Amphenol był jedną z pierwszych firm, która zorientowała się, że dostawcy sprzętu do produkcji mają doskonałą znajomość rynku, wykraczającą często poza tradycyjny obszar obsługiwany przez klasyczną dystrybucję. Nasza wiedza została oceniona na tyle dobrze, że Amphenol wolał wybrać partnera spoza branży niż jednego z klasycznych dystrybutorów podzespołów.

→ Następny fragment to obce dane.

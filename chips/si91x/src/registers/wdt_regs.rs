// Licensed under the Apache License, Version 2.0 or the MIT License.
// SPDX-License-Identifier: Apache-2.0 OR MIT
// Copyright Tock Contributors 2022.

// Window watchdog of the always-on domain (MCU_WDT). Timer fields hold a
// power of two exponent of the watchdog clock.

use core::mem::{offset_of, size_of};

use tock_registers::registers::{ReadWrite, WriteOnly};
use tock_registers::{register_bitfields, register_structs};

use crate::memory_map::Layout;

/// Value written to `MCU_WWD_KEY_ENABLE` to unlock the timer registers.
pub const MCU_WDT_PARAM_KEY: u32 = 0x81d9_edea;

register_structs! {
    pub McuWdtRegisters {
        (0x000 => pub mcu_wwd_interrupt_timer: ReadWrite<u32, MCU_WWD_INTERRUPT_TIMER::Register>),
        (0x004 => pub mcu_wwd_system_reset_timer: ReadWrite<u32, MCU_WWD_SYSTEM_RESET_TIMER::Register>),
        (0x008 => pub mcu_wwd_window_timer: ReadWrite<u32, MCU_WWD_WINDOW_TIMER::Register>),
        (0x00c => pub mcu_wwd_arm_stuck_en: ReadWrite<u32, MCU_WWD_ARM_STUCK_EN::Register>),
        (0x010 => pub mcu_wwd_mode_and_rstart: ReadWrite<u32, MCU_WWD_MODE_AND_RSTART::Register>),
        (0x014 => pub mcu_wwd_key_enable: WriteOnly<u32>),
        (0x018 => @END),
    }
}

register_bitfields![u32,
    pub MCU_WWD_INTERRUPT_TIMER [
        WWD_INTERRUPT_TIMER OFFSET(0) NUMBITS(5) []
    ],
    pub MCU_WWD_SYSTEM_RESET_TIMER [
        WWD_SYSTEM_RESET_TIMER OFFSET(0) NUMBITS(5) []
    ],
    pub MCU_WWD_WINDOW_TIMER [
        WINDOW_TIMER OFFSET(0) NUMBITS(4) []
    ],
    pub MCU_WWD_ARM_STUCK_EN [
        PROCESSOR_STUCK_RESET_EN OFFSET(16) NUMBITS(1) [],
        /// Latched copy of PROCESSOR_STUCK_RESET_EN
        PROCESSOR_STUCK_RESET_EN_ OFFSET(24) NUMBITS(1) []
    ],
    pub MCU_WWD_MODE_AND_RSTART [
        /// Restart the counter, write 1
        WWD_MODE_RSTART OFFSET(0) NUMBITS(1) [],
        WWD_MODE_EN_STATUS OFFSET(16) NUMBITS(8) [
            Disabled = 0x00,
            Enabled = 0xaa
        ]
    ]
];

const _: () = assert!(offset_of!(McuWdtRegisters, mcu_wwd_key_enable) == 0x14);
const _: () = assert!(size_of::<McuWdtRegisters>() <= 0x100);

pub static LAYOUT: Layout = layout!(McuWdtRegisters {
    mcu_wwd_interrupt_timer => "MCU_WWD_INTERRUPT_TIMER": u32, RW, MCU_WWD_INTERRUPT_TIMER {
        WWD_INTERRUPT_TIMER: RW
    };
    mcu_wwd_system_reset_timer => "MCU_WWD_SYSTEM_RESET_TIMER": u32, RW, MCU_WWD_SYSTEM_RESET_TIMER {
        WWD_SYSTEM_RESET_TIMER: RW
    };
    mcu_wwd_window_timer => "MCU_WWD_WINDOW_TIMER": u32, RW, MCU_WWD_WINDOW_TIMER { WINDOW_TIMER: RW };
    mcu_wwd_arm_stuck_en => "MCU_WWD_ARM_STUCK_EN": u32, RW, MCU_WWD_ARM_STUCK_EN {
        PROCESSOR_STUCK_RESET_EN: RW, PROCESSOR_STUCK_RESET_EN_: RO
    };
    mcu_wwd_mode_and_rstart => "MCU_WWD_MODE_AND_RSTART": u32, RW, MCU_WWD_MODE_AND_RSTART {
        WWD_MODE_RSTART: WO, WWD_MODE_EN_STATUS: RW
    };
    mcu_wwd_key_enable => "MCU_WWD_KEY_ENABLE": u32, WO;
});

#[cfg(test)]
mod tests {
    use super::*;
    use tock_registers::interfaces::{ReadWriteable, Readable};
    use tock_registers::registers::InMemoryRegister;

    #[test]
    fn enable_pattern() {
        let mode: InMemoryRegister<u32, MCU_WWD_MODE_AND_RSTART::Register> =
            InMemoryRegister::new(0);
        mode.modify(MCU_WWD_MODE_AND_RSTART::WWD_MODE_EN_STATUS::Enabled);
        assert_eq!(mode.get(), 0x00aa_0000);
        assert!(mode.matches_all(MCU_WWD_MODE_AND_RSTART::WWD_MODE_EN_STATUS::Enabled));
    }

    #[test]
    fn stuck_reset_status_is_read_only() {
        let stuck = LAYOUT.registers[3].field("PROCESSOR_STUCK_RESET_EN_").unwrap();
        assert_eq!(stuck.offset, 24);
        assert!(!stuck.access.is_writable());
    }
}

Nie jest prosto znaleźć dzisiaj reprezentanta z doświadczeniem działającego na rynku międzynarodowym, który podjąłby się i prowadził z sukcesem sprzedaż specjalistycznych elementów elektronicznych. Nawiązanie współpracy z Amtest nie było przypadkiem i może kiedyś będzie uznane za nowe otwarcie i pomysł.

  • Czy to, jakiej firmy kupimy maszyny technologiczne, ma istotne znaczenie? Bo dostawcy są zwykle powiązani z konkretnymi markami.

Oczywiście ma to znaczenie. Klienci mają wyrobione zdanie o poszczególnych markach, jedne uważają za lepsze, inne za gorsze. Podobnie jest z samochodami, gdzie liczba opinii na temat poszczególnych marek bywa przytłaczająca.

Dla mnie jest to duże wyzwanie, gdyż na przykład Samsung nie jest jeszcze dobrze rozpoznawalny jako wytwórca urządzeń do produkcji. Nie jest to też marka, która ma dobrze spenetrowany rynek, a niemal każdy telefon komórkowy Samsunga (lider światowy z Nokią) jest wytwarzany przy wykorzystaniu urządzeń produkcyjnych Samsunga.